The GBP/EUR exchange rate roared higher this week, on the back of a hawkish Bank of England (BoE) as it indicated that negative rates are off the table.
Pound turbocharged as BoE dismisses negative rates
The Pound enjoyed modest support through the first half of this week, as GBP exchange rates continued to benefit from the UK’s success with its vaccination programme.
The majority of Sterling’s gains were focused in the latter half of the week however, as the Bank of England concluded its first policy meeting of 2021.
This saw the BoE leave its monetary policy untouched, while striking an optimistic tone over the UK’s future recovery.
However, the main focus for GBP investors was the BoE’s comments, which appeared to pour cold water on the prospect of negative interest rates during the current cycle of monetary easing.
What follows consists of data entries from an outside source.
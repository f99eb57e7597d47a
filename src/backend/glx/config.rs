//! Framebuffer config selection

use std::ffi::c_int;

use tracing::{debug, warn};
use x11_dl::glx;

use crate::backend::winsys::{FramebufferConfig, GlDriver, WinsysError};

use super::{
    driver::{FbConfig, GlxContext, GlxDriver, VisualInfo},
    ffi,
};

/// `glXChooseFBConfig` attributes for `config`
pub fn fb_config_attributes(config: &FramebufferConfig, version: (u32, u32)) -> Vec<c_int> {
    let mut attributes = vec![
        glx::GLX_DRAWABLE_TYPE,
        glx::GLX_WINDOW_BIT,
        glx::GLX_RENDER_TYPE,
        glx::GLX_RGBA_BIT,
        glx::GLX_DOUBLEBUFFER,
        1,
        glx::GLX_RED_SIZE,
        1,
        glx::GLX_GREEN_SIZE,
        1,
        glx::GLX_BLUE_SIZE,
        1,
        glx::GLX_ALPHA_SIZE,
        if config.has_alpha { 1 } else { ffi::GLX_DONT_CARE },
        glx::GLX_DEPTH_SIZE,
        1,
        glx::GLX_STENCIL_SIZE,
        if config.need_stencil { 1 } else { ffi::GLX_DONT_CARE },
    ];

    // multisampled configs are only selectable from GLX 1.4 on
    if config.samples_per_pixel > 0 && version >= (1, 4) {
        attributes.extend_from_slice(&[
            ffi::GLX_SAMPLE_BUFFERS,
            1,
            ffi::GLX_SAMPLES,
            config.samples_per_pixel as c_int,
        ]);
    }
    attributes
}

/// A chosen config and its visual
#[derive(Debug, Clone, Copy, PartialEq, Eq)]
pub struct ChosenConfig {
    /// The config
    pub config: FbConfig,
    /// Its visual
    pub visual: VisualInfo,
}

/// Pick the config for `config`.
///
/// With alpha, only a config whose visual really carries an alpha channel (depth 32 and color
/// masks not covering every bit) is accepted, so that the window manager composites it.
pub fn find_fb_config<D: GlxDriver + ?Sized>(
    driver: &D,
    config: &FramebufferConfig,
    version: (u32, u32),
) -> Result<ChosenConfig, WinsysError> {
    let configs = driver.choose_fb_configs(&fb_config_attributes(config, version));
    if configs.is_empty() {
        return Err(WinsysError::NoConfig);
    }

    let mut candidates = configs.into_iter().filter_map(|fb_config| {
        driver.visual_info(fb_config).map(|visual| ChosenConfig {
            config: fb_config,
            visual,
        })
    });

    let chosen = if config.has_alpha {
        candidates
            .filter(|chosen| chosen.visual.depth == 32)
            .find(|chosen| {
                let masks = chosen.visual.masks;
                masks.red | masks.green | masks.blue != 0xffff_ffff
            })
            .ok_or(WinsysError::NoRgbaConfig)?
    } else {
        candidates.next().ok_or(WinsysError::NoConfig)?
    };

    debug!(?chosen, "Chose framebuffer config");
    Ok(chosen)
}

/// Create the display's context on `config`
pub fn create_context<D: GlxDriver + ?Sized>(
    driver: &D,
    config: FbConfig,
    flavor: GlDriver,
    can_create_attribs: bool,
) -> Result<GlxContext, WinsysError> {
    match flavor {
        GlDriver::Gl3 => {
            if !can_create_attribs {
                return Err(WinsysError::CreateContext(
                    "The driver cannot create GL 3 core profile contexts".into(),
                ));
            }
            let attributes = [
                ffi::GLX_CONTEXT_MAJOR_VERSION_ARB,
                3,
                ffi::GLX_CONTEXT_MINOR_VERSION_ARB,
                1,
                ffi::GLX_CONTEXT_PROFILE_MASK_ARB,
                ffi::GLX_CONTEXT_CORE_PROFILE_BIT_ARB,
                ffi::GLX_CONTEXT_FLAGS_ARB,
                ffi::GLX_CONTEXT_FORWARD_COMPATIBLE_BIT_ARB,
            ];
            driver
                .create_context_attribs(config, &attributes)
                .ok_or_else(|| WinsysError::CreateContext("glXCreateContextAttribs failed".into()))
        }
        GlDriver::Gl => driver
            .create_new_context(config)
            .ok_or_else(|| WinsysError::CreateContext("glXCreateNewContext failed".into())),
        GlDriver::Gles2 => Err(WinsysError::CreateContext("GLX only provides desktop GL".into())),
    }
}

/// A config usable to bind pixmaps of one depth as textures
#[derive(Debug, Clone, Copy, PartialEq, Eq)]
pub struct PixmapConfig {
    /// The config
    pub config: FbConfig,
    /// Bind with an alpha channel
    pub rgba: bool,
    /// Mipmaps can be generated from the bound pixmap
    pub can_mipmap: bool,
}

/// Find the config best suited to bind pixmaps of `depth`.
///
/// Among configs whose visual has `depth` and that can bind as RGB (or RGBA for depth 32),
/// single buffered configs without stencil are preferred, then ones that can mipmap.
pub fn find_pixmap_config<D: GlxDriver + ?Sized>(driver: &D, depth: u8) -> Option<PixmapConfig> {
    let attrib = |config: FbConfig, attribute: c_int| driver.fb_config_attrib(config, attribute).unwrap_or(0);

    let mut best: Option<PixmapConfig> = None;
    let mut best_doublebuffer = c_int::MAX;
    let mut best_stencil = c_int::MAX;
    let mut best_mipmap = 0;

    for config in driver.fb_configs() {
        match driver.visual_info(config) {
            Some(visual) if visual.depth == depth => {}
            _ => continue,
        }

        let alpha = attrib(config, glx::GLX_ALPHA_SIZE);
        let buffer_size = attrib(config, glx::GLX_BUFFER_SIZE);
        if buffer_size != c_int::from(depth) && buffer_size - alpha != c_int::from(depth) {
            continue;
        }
        if attrib(config, glx::GLX_STEREO) != 0 || attrib(config, ffi::GLX_SAMPLES) > 1 {
            continue;
        }

        let rgba = if depth == 32 && attrib(config, ffi::GLX_BIND_TO_TEXTURE_RGBA_EXT) != 0 {
            true
        } else if attrib(config, ffi::GLX_BIND_TO_TEXTURE_RGB_EXT) != 0 {
            false
        } else {
            continue;
        };

        let doublebuffer = attrib(config, glx::GLX_DOUBLEBUFFER);
        if doublebuffer > best_doublebuffer {
            continue;
        }
        let stencil = attrib(config, glx::GLX_STENCIL_SIZE);
        if stencil > best_stencil {
            continue;
        }
        let mipmap = attrib(config, ffi::GLX_BIND_TO_MIPMAP_TEXTURE_EXT);
        if mipmap < best_mipmap {
            continue;
        }

        best_doublebuffer = doublebuffer;
        best_stencil = stencil;
        best_mipmap = mipmap;
        best = Some(PixmapConfig {
            config,
            rgba,
            can_mipmap: mipmap != 0,
        });
    }

    if best.is_none() {
        warn!(depth, "No config can bind pixmaps of this depth");
    }
    best
}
The Euro, meanwhile, got off to a poor start this week after Germany reported a record fall in domestic retail sales.
This downtrend in the single currency then persisted in mid-week trade despite the Eurozone’s latest inflation and GDP figures printing above expectations, as although the as the latter beat expectations it still confirmed the bloc is facing a double-dip recession.
Also undermined EUR exchange rates throughout the session was the Euro’s negative correlation with the US Dollar (USD), which remained bullish this week, as well as continued concerns over the EU’s slow vaccination rollout.
Plunge in UK GDP to undermine Sterling?
Turning to next week’s session, the spotlight will undoubtedly be on the publication of the UK’s latest GDP figures.
These are highly likely to show that economic growth slumped in the last quarter of 2020 as a result of the second national lockdown in November.
With the UK almost guaranteed to be facing another contraction in growth at the start of 2021 amidst another national lockdown, fears of a double dip recession are likely to result in the Pound weakening.
However, Sterling could still find some support through the first half of the week, so long as the UK’s vaccination programme continues to show results.